(Collection entries)
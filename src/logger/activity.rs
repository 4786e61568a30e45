//! Activity logger thread.
//!
//! A dedicated thread owns the [`JsonlWriter`]. Guard code on request paths
//! sends [`ActivityEvent`]s through a bounded crossbeam channel with
//! `try_send()`, so an admission check never waits on log IO.

#![allow(missing_docs)]

use std::sync::Arc;
use std::sync::atomic::{AtomicU64, Ordering};
use std::thread;

use crossbeam_channel::{Receiver, Sender, TrySendError, bounded};

use crate::core::errors::{DsgError, Result};
use crate::guard::policy::Decision;
use crate::logger::jsonl::{EventType, JsonlConfig, JsonlWriter, LogEntry, Severity};

const CHANNEL_CAPACITY: usize = 1024;

/// Events recorded in the activity log.
#[derive(Debug, Clone)]
pub enum ActivityEvent {
    GuardStarted {
        version: String,
        config_hash: String,
    },
    ScanCompleted {
        root: String,
        size_bytes: u64,
        file_count: u64,
        skipped_count: u64,
        duration_ms: u64,
    },
    ScanFailed {
        root: String,
        error_code: String,
        error_message: String,
    },
    EntrySkipped {
        path: String,
        reason: String,
    },
    CacheInvalidated {
        cause: String,
    },
    AdmissionDecided {
        operation: String,
        decision: Decision,
        usage_bytes: u64,
        limit_bytes: u64,
    },
    /// Sentinel asking the logger thread to flush and exit.
    Shutdown,
}

/// Cheaply-cloneable sender side of the activity logger.
#[derive(Clone)]
pub struct ActivityLoggerHandle {
    tx: Sender<ActivityEvent>,
    dropped_events: Arc<AtomicU64>,
}

impl ActivityLoggerHandle {
    /// Queue an event. Never blocks; a full channel drops the event and counts it.
    pub fn send(&self, event: ActivityEvent) {
        if let Err(TrySendError::Full(_)) = self.tx.try_send(event) {
            self.dropped_events.fetch_add(1, Ordering::Relaxed);
        }
    }

    pub fn dropped_events(&self) -> u64 {
        self.dropped_events.load(Ordering::Relaxed)
    }

    /// Ask the logger thread to flush and stop. Join its handle to wait for it.
    pub fn shutdown(&self) {
        let _ = self.tx.send(ActivityEvent::Shutdown);
    }
}

/// Spawn the logger thread.
///
/// The thread runs until `shutdown()` is called or every handle is dropped.
pub fn spawn_logger(
    config: JsonlConfig,
) -> Result<(ActivityLoggerHandle, thread::JoinHandle<()>)> {
    spawn_logger_with_capacity(config, CHANNEL_CAPACITY)
}

pub fn spawn_logger_with_capacity(
    config: JsonlConfig,
    capacity: usize,
) -> Result<(ActivityLoggerHandle, thread::JoinHandle<()>)> {
    let (tx, rx) = bounded::<ActivityEvent>(capacity.max(1));
    let dropped = Arc::new(AtomicU64::new(0));
    let handle = ActivityLoggerHandle {
        tx,
        dropped_events: Arc::clone(&dropped),
    };

    let join = thread::Builder::new()
        .name("dsg-logger".to_string())
        .spawn(move || logger_thread_main(rx, config, dropped))
        .map_err(|e| DsgError::Runtime {
            details: format!("failed to spawn logger thread: {e}"),
        })?;

    Ok((handle, join))
}

#[allow(clippy::needless_pass_by_value)]
fn logger_thread_main(rx: Receiver<ActivityEvent>, config: JsonlConfig, dropped: Arc<AtomicU64>) {
    let mut jsonl = JsonlWriter::open(config);

    while let Ok(event) = rx.recv() {
        let d = dropped.swap(0, Ordering::Relaxed);
        if d > 0 {
            let mut warn = LogEntry::new(EventType::LogDropped, Severity::Warning);
            warn.details = Some(format!("{d} log events dropped due to back-pressure"));
            jsonl.write_entry(&warn);
        }

        let Some(entry) = event_to_log_entry(&event) else {
            break;
        };
        jsonl.write_entry(&entry);
        // Flush when idle so tailing readers see entries promptly.
        if rx.is_empty() {
            jsonl.flush();
        }
    }

    jsonl.flush();
}

/// `None` for the shutdown marker, which is a control message and never logged.
fn event_to_log_entry(event: &ActivityEvent) -> Option<LogEntry> {
    let entry = match event {
        ActivityEvent::GuardStarted {
            version,
            config_hash,
        } => {
            let mut e = LogEntry::new(EventType::GuardStart, Severity::Info);
            e.details = Some(format!("version={version} config_hash={config_hash}"));
            e
        }
        ActivityEvent::ScanCompleted {
            root,
            size_bytes,
            file_count,
            skipped_count,
            duration_ms,
        } => {
            let severity = if *skipped_count > 0 {
                Severity::Warning
            } else {
                Severity::Info
            };
            let mut e = LogEntry::new(EventType::ScanComplete, severity);
            e.path = Some(root.clone());
            e.size = Some(*size_bytes);
            e.files = Some(*file_count);
            e.skipped = Some(*skipped_count);
            e.duration_ms = Some(*duration_ms);
            e
        }
        ActivityEvent::ScanFailed {
            root,
            error_code,
            error_message,
        } => {
            let mut e = LogEntry::new(EventType::ScanFailed, Severity::Critical);
            e.path = Some(root.clone());
            e.error_code = Some(error_code.clone());
            e.error_message = Some(error_message.clone());
            e
        }
        ActivityEvent::EntrySkipped { path, reason } => {
            let mut e = LogEntry::new(EventType::EntrySkipped, Severity::Warning);
            e.path = Some(path.clone());
            e.details = Some(reason.clone());
            e
        }
        ActivityEvent::CacheInvalidated { cause } => {
            let mut e = LogEntry::new(EventType::CacheInvalidated, Severity::Info);
            e.operation = Some(cause.clone());
            e
        }
        ActivityEvent::AdmissionDecided {
            operation,
            decision,
            usage_bytes,
            limit_bytes,
        } => {
            let (event_type, severity) = match decision {
                Decision::Allowed => (EventType::AdmissionAllowed, Severity::Info),
                Decision::Denied => (EventType::AdmissionDenied, Severity::Warning),
            };
            let mut e = LogEntry::new(event_type, severity);
            e.operation = Some(operation.clone());
            e.size = Some(*usage_bytes);
            e.limit = Some(*limit_bytes);
            e
        }
        ActivityEvent::Shutdown => return None,
    };
    Some(entry)
}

#### What this task involves
Output all entries exactly as given above.

#### Reply
filename src/logger/activity.rs
repository 4786e61568a30e45
//! Activity logger thread.
//!
//! A dedicated thread owns the [`JsonlWriter`]. Guard code on request paths
//! sends [`ActivityEvent`]s through a bounded crossbeam channel with
//! `try_send()`, so an admission check never waits on log IO.

#![allow(missing_docs)]

use std::sync::Arc;
use std::sync::atomic::{AtomicU64, Ordering};
use std::thread;

use crossbeam_channel::{Receiver, Sender, TrySendError, bounded};

use crate::core::errors::{DsgError, Result};
use crate::guard::policy::Decision;
use crate::logger::jsonl::{EventType, JsonlConfig, JsonlWriter, LogEntry, Severity};

const CHANNEL_CAPACITY: usize = 1024;

/// Events recorded in the activity log.
#[derive(Debug, Clone)]
pub enum ActivityEvent {
    GuardStarted {
        version: String,
        config_hash: String,
    },
    ScanCompleted {
        root: String,
        size_bytes: u64,
        file_count: u64,
        skipped_count: u64,
        duration_ms: u64,
    },
    ScanFailed {
        root: String,
        error_code: String,
        error_message: String,
    },
    EntrySkipped {
        path: String,
        reason: String,
    },
    CacheInvalidated {
        cause: String,
    },
    AdmissionDecided {
        operation: String,
        decision: Decision,
        usage_bytes: u64,
        limit_bytes: u64,
    },
    /// Sentinel asking the logger thread to flush and exit.
    Shutdown,
}

/// Cheaply-cloneable sender side of the activity logger.
#[derive(Clone)]
pub struct ActivityLoggerHandle {
    tx: Sender<ActivityEvent>,
    dropped_events: Arc<AtomicU64>,
}

impl ActivityLoggerHandle {
    /// Queue an event. Never blocks; a full channel drops the event and counts it.
    pub fn send(&self, event: ActivityEvent) {
        if let Err(TrySendError::Full(_)) = self.tx.try_send(event) {
            self.dropped_events.fetch_add(1, Ordering::Relaxed);
        }
    }

    pub fn dropped_events(&self) -> u64 {
        self.dropped_events.load(Ordering::Relaxed)
    }

    /// Ask the logger thread to flush and stop. Join its handle to wait for it.
    pub fn shutdown(&self) {
        let _ = self.tx.send(ActivityEvent::Shutdown);
    }
}

/// Spawn the logger thread.
///
/// The thread runs until `shutdown()` is called or every handle is dropped.
pub fn spawn_logger(
    config: JsonlConfig,
) -> Result<(ActivityLoggerHandle, thread::JoinHandle<()>)> {
    spawn_logger_with_capacity(config, CHANNEL_CAPACITY)
}

pub fn spawn_logger_with_capacity(
    config: JsonlConfig,
    capacity: usize,
) -> Result<(ActivityLoggerHandle, thread::JoinHandle<()>)> {
    let (tx, rx) = bounded::<ActivityEvent>(capacity.max(1));
    let dropped = Arc::new(AtomicU64::new(0));
    let handle = ActivityLoggerHandle {
        tx,
        dropped_events: Arc::clone(&dropped),
    };

    let join = thread::Builder::new()
        .name("dsg-logger".to_string())
        .spawn(move || logger_thread_main(rx, config, dropped))
        .map_err(|e| DsgError::Runtime {
            details: format!("failed to spawn logger thread: {e}"),
        })?;

    Ok((handle, join))
}

#[allow(clippy::needless_pass_by_value)]
fn logger_thread_main(rx: Receiver<ActivityEvent>, config: JsonlConfig, dropped: Arc<AtomicU64>) {
    let mut jsonl = JsonlWriter::open(config);

    while let Ok(event) = rx.recv() {
        let d = dropped.swap(0, Ordering::Relaxed);
        if d > 0 {
            let mut warn = LogEntry::new(EventType::LogDropped, Severity::Warning);
            warn.details = Some(format!("{d} log events dropped due to back-pressure"));
            jsonl.write_entry(&warn);
        }

        let Some(entry) = event_to_log_entry(&event) else {
            break;
        };
        jsonl.write_entry(&entry);
        // Flush when idle so tailing readers see entries promptly.
        if rx.is_empty() {
            jsonl.flush();
        }
    }

    jsonl.flush();
}

/// `None` for the shutdown marker, which is a control message and never logged.
fn event_to_log_entry(event: &ActivityEvent) -> Option<LogEntry> {
    let entry = match event {
        ActivityEvent::GuardStarted {
            version,
            config_hash,
        } => {
            let mut e = LogEntry::new(EventType::GuardStart, Severity::Info);
            e.details = Some(format!("version={version} config_hash={config_hash}"));
            e
        }
        ActivityEvent::ScanCompleted {
            root,
            size_bytes,
            file_count,
            skipped_count,
            duration_ms,
        } => {
            let severity = if *skipped_count > 0 {
                Severity::Warning
            } else {
                Severity::Info
            };
            let mut e = LogEntry::new(EventType::ScanComplete, severity);
            e.path = Some(root.clone());
            e.size = Some(*size_bytes);
            e.files = Some(*file_count);
            e.skipped = Some(*skipped_count);
            e.duration_ms = Some(*duration_ms);
            e
        }
        ActivityEvent::ScanFailed {
            root,
            error_code,
            error_message,
        } => {
            let mut e = LogEntry::new(EventType::ScanFailed, Severity::Critical);
            e.path = Some(root.clone());
            e.error_code = Some(error_code.clone());
            e.error_message = Some(error_message.clone());
            e
        }
        ActivityEvent::EntrySkipped { path, reason } => {
            let mut e = LogEntry::new(EventType::EntrySkipped, Severity::Warning);
            e.path = Some(path.clone());
            e.details = Some(reason.clone());
            e
        }
        ActivityEvent::CacheInvalidated { cause } => {
            let mut e = LogEntry::new(EventType::CacheInvalidated, Severity::Info);
            e.operation = Some(cause.clone());
            e
        }
        ActivityEvent::AdmissionDecided {
            operation,
            decision,
            usage_bytes,
            limit_bytes,
        } => {
            let (event_type, severity) = match decision {
                Decision::Allowed => (EventType::AdmissionAllowed, Severity::Info),
                Decision::Denied => (EventType::AdmissionDenied, Severity::Warning),
            };
            let mut e = LogEntry::new(event_type, severity);
            e.operation = Some(operation.clone());
            e.size = Some(*usage_bytes);
            e.limit = Some(*limit_bytes);
            e
        }
        ActivityEvent::Shutdown => return None,
    };
    Some(entry)
}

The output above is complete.